#### [Brief]
Word for word, copy the records that follow.

#### [Provided data]
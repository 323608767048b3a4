// ==========================================
// 合金配料系统 - 命令行入口
// ==========================================
// 输出: stdout 只输出 JSON 结果；日志写 stderr
// 退出码: 0 成功 / 1 业务错误（JSON 错误对象）/ 2 启动失败
// ==========================================

use std::path::PathBuf;
use std::process::ExitCode;

use alloy_blend::api::{ApiError, ApiResult, ComputeRecipeRequest, ExecuteProductionRequest};
use alloy_blend::app::{get_default_db_path, AppState};
use alloy_blend::domain::QualityStatus;
use alloy_blend::logging::{self, LogFormat};
use anyhow::Context;
use clap::{Parser, Subcommand, ValueEnum};
use serde_json::{json, Value};

/// 合金配料: 最低成本配方计算与投料库存扣减
#[derive(Parser)]
#[command(name = "alloy-blend", version)]
struct Cli {
    /// SQLite 数据库路径
    #[arg(long, env = "ALLOY_BLEND_DB_PATH")]
    db: Option<PathBuf>,

    /// 日志以 JSON 行输出到 stderr
    #[arg(long)]
    log_json: bool,

    #[command(subcommand)]
    command: Command,
}

#[derive(Subcommand)]
enum Command {
    /// 建表（幂等）
    InitDb,

    /// 从 CSV 导入原料目录
    ImportCatalog {
        /// CSV 文件: name, location, stock_kg, unit_price, [material_id], 元素列...
        file: PathBuf,
    },

    /// 列出原料
    ListMaterials {
        /// 仅列出库存 > 0 的原料
        #[arg(long)]
        eligible_only: bool,
    },

    /// 原料入库
    Restock {
        #[arg(long)]
        name: String,
        #[arg(long)]
        amount_kg: f64,
    },

    /// 计算最低成本配方
    Optimize {
        /// 成分要求 JSON，如 '{"Si":{"min":30,"max":40}}'，或 @文件
        #[arg(long)]
        requirements: String,
    },

    /// 按配方投料，原子扣减库存
    Execute {
        #[arg(long)]
        product: String,
        #[arg(long)]
        target_kg: f64,
        /// 配方 JSON，如 '[{"name":"A","percentage":30}]'，或 @文件
        #[arg(long)]
        recipe: String,
        #[arg(long)]
        operator: Option<String>,
    },

    /// 列出生产记录（最新在前）
    ListProductions {
        #[arg(long)]
        product: Option<String>,
        #[arg(long, default_value_t = 50)]
        limit: usize,
    },

    /// 登记生产记录的质检结果
    SetQuality {
        #[arg(long)]
        record_id: String,
        #[arg(long, value_enum)]
        status: QualityArg,
        #[arg(long)]
        note: Option<String>,
    },

    /// 输出当前生效配置
    ShowConfig,

    /// 更新配置项
    SetConfig {
        #[arg(long)]
        key: String,
        #[arg(long)]
        value: String,
    },
}

#[derive(Clone, Copy, ValueEnum)]
enum QualityArg {
    Passed,
    Failed,
}

impl From<QualityArg> for QualityStatus {
    fn from(arg: QualityArg) -> Self {
        match arg {
            QualityArg::Passed => QualityStatus::Passed,
            QualityArg::Failed => QualityStatus::Failed,
        }
    }
}

fn main() -> ExitCode {
    let cli = Cli::parse();

    logging::init_with_format(if cli.log_json {
        LogFormat::Json
    } else {
        LogFormat::Text
    });

    let db_path = cli
        .db
        .clone()
        .map(|p| p.to_string_lossy().to_string())
        .unwrap_or_else(get_default_db_path);

    let state = match AppState::new(db_path).map_err(anyhow::Error::msg) {
        Ok(state) => state,
        Err(e) => {
            eprintln!("启动失败: {:#}", e);
            return ExitCode::from(2);
        }
    };

    match run(&state, cli.command) {
        Ok(Ok(output)) => {
            println!("{}", output);
            ExitCode::SUCCESS
        }
        Ok(Err(api_err)) => {
            let body = json!({ "error": api_err.code(), "message": api_err.to_string() });
            println!("{}", body);
            ExitCode::from(1)
        }
        Err(e) => {
            eprintln!("{:#}", e);
            ExitCode::from(2)
        }
    }
}

/// 外层 Result: 参数/输入读取失败；内层 ApiResult: 业务结果
fn run(state: &AppState, command: Command) -> anyhow::Result<ApiResult<Value>> {
    let result = match command {
        Command::InitDb => Ok(json!({ "db_path": state.db_path, "status": "ready" })),

        Command::ImportCatalog { file } => state
            .material_api
            .import_catalog(&file)
            .and_then(to_json),

        Command::ListMaterials { eligible_only } => state
            .material_api
            .list_materials(eligible_only)
            .and_then(to_json),

        Command::Restock { name, amount_kg } => state
            .material_api
            .restock(&name, amount_kg)
            .map(|stock_kg| json!({ "name": name, "stock_kg": stock_kg })),

        Command::Optimize { requirements } => {
            let text = read_json_arg(&requirements).context("无法读取 --requirements")?;
            ComputeRecipeRequest::from_requirements_json(&text)
                .and_then(|request| state.blend_api.compute_recipe(&request))
                .and_then(to_json)
        }

        Command::Execute {
            product,
            target_kg,
            recipe,
            operator,
        } => {
            let text = read_json_arg(&recipe).context("无法读取 --recipe")?;
            ExecuteProductionRequest::parse_recipe_json(&text)
                .and_then(|recipe| {
                    state.blend_api.execute_production(ExecuteProductionRequest {
                        product_name: product,
                        target_amount: target_kg,
                        recipe,
                        operator,
                    })
                })
                .and_then(to_json)
        }

        Command::ListProductions { product, limit } => state
            .production_api
            .list_production_records(product.as_deref(), limit)
            .and_then(to_json),

        Command::SetQuality {
            record_id,
            status,
            note,
        } => state
            .production_api
            .update_quality(&record_id, status.into(), note.as_deref())
            .map(|()| json!({ "record_id": record_id, "status": "updated" })),

        Command::ShowConfig => state
            .config_api
            .get_config_snapshot()
            .and_then(|raw| serde_json::from_str(&raw).map_err(|e| ApiError::InternalError(e.to_string()))),

        Command::SetConfig { key, value } => state
            .config_api
            .update_config(&key, &value)
            .map(|()| json!({ "key": key, "value": value })),
    };
    Ok(result)
}

fn to_json<T: serde::Serialize>(value: T) -> ApiResult<Value> {
    serde_json::to_value(value).map_err(|e| ApiError::InternalError(e.to_string()))
}

/// 读取 JSON 参数文本（以 @ 开头时从文件读取，解析交给 API 层）
fn read_json_arg(raw: &str) -> anyhow::Result<String> {
    match raw.strip_prefix('@') {
        Some(path) => std::fs::read_to_string(path).with_context(|| format!("读取 {} 失败", path)),
        None => Ok(raw.to_string()),
    }
}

#### [Answer below]
repository 323608767048b3a4
// ==========================================
// 合金配料系统 - 命令行入口
// ==========================================
// 输出: stdout 只输出 JSON 结果；日志写 stderr
// 退出码: 0 成功 / 1 业务错误（JSON 错误对象）/ 2 启动失败
// ==========================================

use std::path::PathBuf;
use std::process::ExitCode;

use alloy_blend::api::{ApiError, ApiResult, ComputeRecipeRequest, ExecuteProductionRequest};
use alloy_blend::app::{get_default_db_path, AppState};
use alloy_blend::domain::QualityStatus;
use alloy_blend::logging::{self, LogFormat};
use anyhow::Context;
use clap::{Parser, Subcommand, ValueEnum};
use serde_json::{json, Value};

/// 合金配料: 最低成本配方计算与投料库存扣减
#[derive(Parser)]
#[command(name = "alloy-blend", version)]
struct Cli {
    /// SQLite 数据库路径
    #[arg(long, env = "ALLOY_BLEND_DB_PATH")]
    db: Option<PathBuf>,

    /// 日志以 JSON 行输出到 stderr
    #[arg(long)]
    log_json: bool,

    #[command(subcommand)]
    command: Command,
}

#[derive(Subcommand)]
enum Command {
    /// 建表（幂等）
    InitDb,

    /// 从 CSV 导入原料目录
    ImportCatalog {
        /// CSV 文件: name, location, stock_kg, unit_price, [material_id], 元素列...
        file: PathBuf,
    },

    /// 列出原料
    ListMaterials {
        /// 仅列出库存 > 0 的原料
        #[arg(long)]
        eligible_only: bool,
    },

    /// 原料入库
    Restock {
        #[arg(long)]
        name: String,
        #[arg(long)]
        amount_kg: f64,
    },

    /// 计算最低成本配方
    Optimize {
        /// 成分要求 JSON，如 '{"Si":{"min":30,"max":40}}'，或 @文件
        #[arg(long)]
        requirements: String,
    },

    /// 按配方投料，原子扣减库存
    Execute {
        #[arg(long)]
        product: String,
        #[arg(long)]
        target_kg: f64,
        /// 配方 JSON，如 '[{"name":"A","percentage":30}]'，或 @文件
        #[arg(long)]
        recipe: String,
        #[arg(long)]
        operator: Option<String>,
    },

    /// 列出生产记录（最新在前）
    ListProductions {
        #[arg(long)]
        product: Option<String>,
        #[arg(long, default_value_t = 50)]
        limit: usize,
    },

    /// 登记生产记录的质检结果
    SetQuality {
        #[arg(long)]
        record_id: String,
        #[arg(long, value_enum)]
        status: QualityArg,
        #[arg(long)]
        note: Option<String>,
    },

    /// 输出当前生效配置
    ShowConfig,

    /// 更新配置项
    SetConfig {
        #[arg(long)]
        key: String,
        #[arg(long)]
        value: String,
    },
}

#[derive(Clone, Copy, ValueEnum)]
enum QualityArg {
    Passed,
    Failed,
}

impl From<QualityArg> for QualityStatus {
    fn from(arg: QualityArg) -> Self {
        match arg {
            QualityArg::Passed => QualityStatus::Passed,
            QualityArg::Failed => QualityStatus::Failed,
        }
    }
}

fn main() -> ExitCode {
    let cli = Cli::parse();

    logging::init_with_format(if cli.log_json {
        LogFormat::Json
    } else {
        LogFormat::Text
    });

    let db_path = cli
        .db
        .clone()
        .map(|p| p.to_string_lossy().to_string())
        .unwrap_or_else(get_default_db_path);

    let state = match AppState::new(db_path).map_err(anyhow::Error::msg) {
        Ok(state) => state,
        Err(e) => {
            eprintln!("启动失败: {:#}", e);
            return ExitCode::from(2);
        }
    };

    match run(&state, cli.command) {
        Ok(Ok(output)) => {
            println!("{}", output);
            ExitCode::SUCCESS
        }
        Ok(Err(api_err)) => {
            let body = json!({ "error": api_err.code(), "message": api_err.to_string() });
            println!("{}", body);
            ExitCode::from(1)
        }
        Err(e) => {
            eprintln!("{:#}", e);
            ExitCode::from(2)
        }
    }
}

/// 外层 Result: 参数/输入读取失败；内层 ApiResult: 业务结果
fn run(state: &AppState, command: Command) -> anyhow::Result<ApiResult<Value>> {
    let result = match command {
        Command::InitDb => Ok(json!({ "db_path": state.db_path, "status": "ready" })),

        Command::ImportCatalog { file } => state
            .material_api
            .import_catalog(&file)
            .and_then(to_json),

        Command::ListMaterials { eligible_only } => state
            .material_api
            .list_materials(eligible_only)
            .and_then(to_json),

        Command::Restock { name, amount_kg } => state
            .material_api
            .restock(&name, amount_kg)
            .map(|stock_kg| json!({ "name": name, "stock_kg": stock_kg })),

        Command::Optimize { requirements } => {
            let text = read_json_arg(&requirements).context("无法读取 --requirements")?;
            ComputeRecipeRequest::from_requirements_json(&text)
                .and_then(|request| state.blend_api.compute_recipe(&request))
                .and_then(to_json)
        }

        Command::Execute {
            product,
            target_kg,
            recipe,
            operator,
        } => {
            let text = read_json_arg(&recipe).context("无法读取 --recipe")?;
            ExecuteProductionRequest::parse_recipe_json(&text)
                .and_then(|recipe| {
                    state.blend_api.execute_production(ExecuteProductionRequest {
                        product_name: product,
                        target_amount: target_kg,
                        recipe,
                        operator,
                    })
                })
                .and_then(to_json)
        }

        Command::ListProductions { product, limit } => state
            .production_api
            .list_production_records(product.as_deref(), limit)
            .and_then(to_json),

        Command::SetQuality {
            record_id,
            status,
            note,
        } => state
            .production_api
            .update_quality(&record_id, status.into(), note.as_deref())
            .map(|()| json!({ "record_id": record_id, "status": "updated" })),

        Command::ShowConfig => state
            .config_api
            .get_config_snapshot()
            .and_then(|raw| serde_json::from_str(&raw).map_err(|e| ApiError::InternalError(e.to_string()))),

        Command::SetConfig { key, value } => state
            .config_api
            .update_config(&key, &value)
            .map(|()| json!({ "key": key, "value": value })),
    };
    Ok(result)
}

fn to_json<T: serde::Serialize>(value: T) -> ApiResult<Value> {
    serde_json::to_value(value).map_err(|e| ApiError::InternalError(e.to_string()))
}

/// 读取 JSON 参数文本（以 @ 开头时从文件读取，解析交给 API 层）
fn read_json_arg(raw: &str) -> anyhow::Result<String> {
    match raw.strip_prefix('@') {
        Some(path) => std::fs::read_to_string(path).with_context(|| format!("读取 {} 失败", path)),
        None => Ok(raw.to_string()),
    }
}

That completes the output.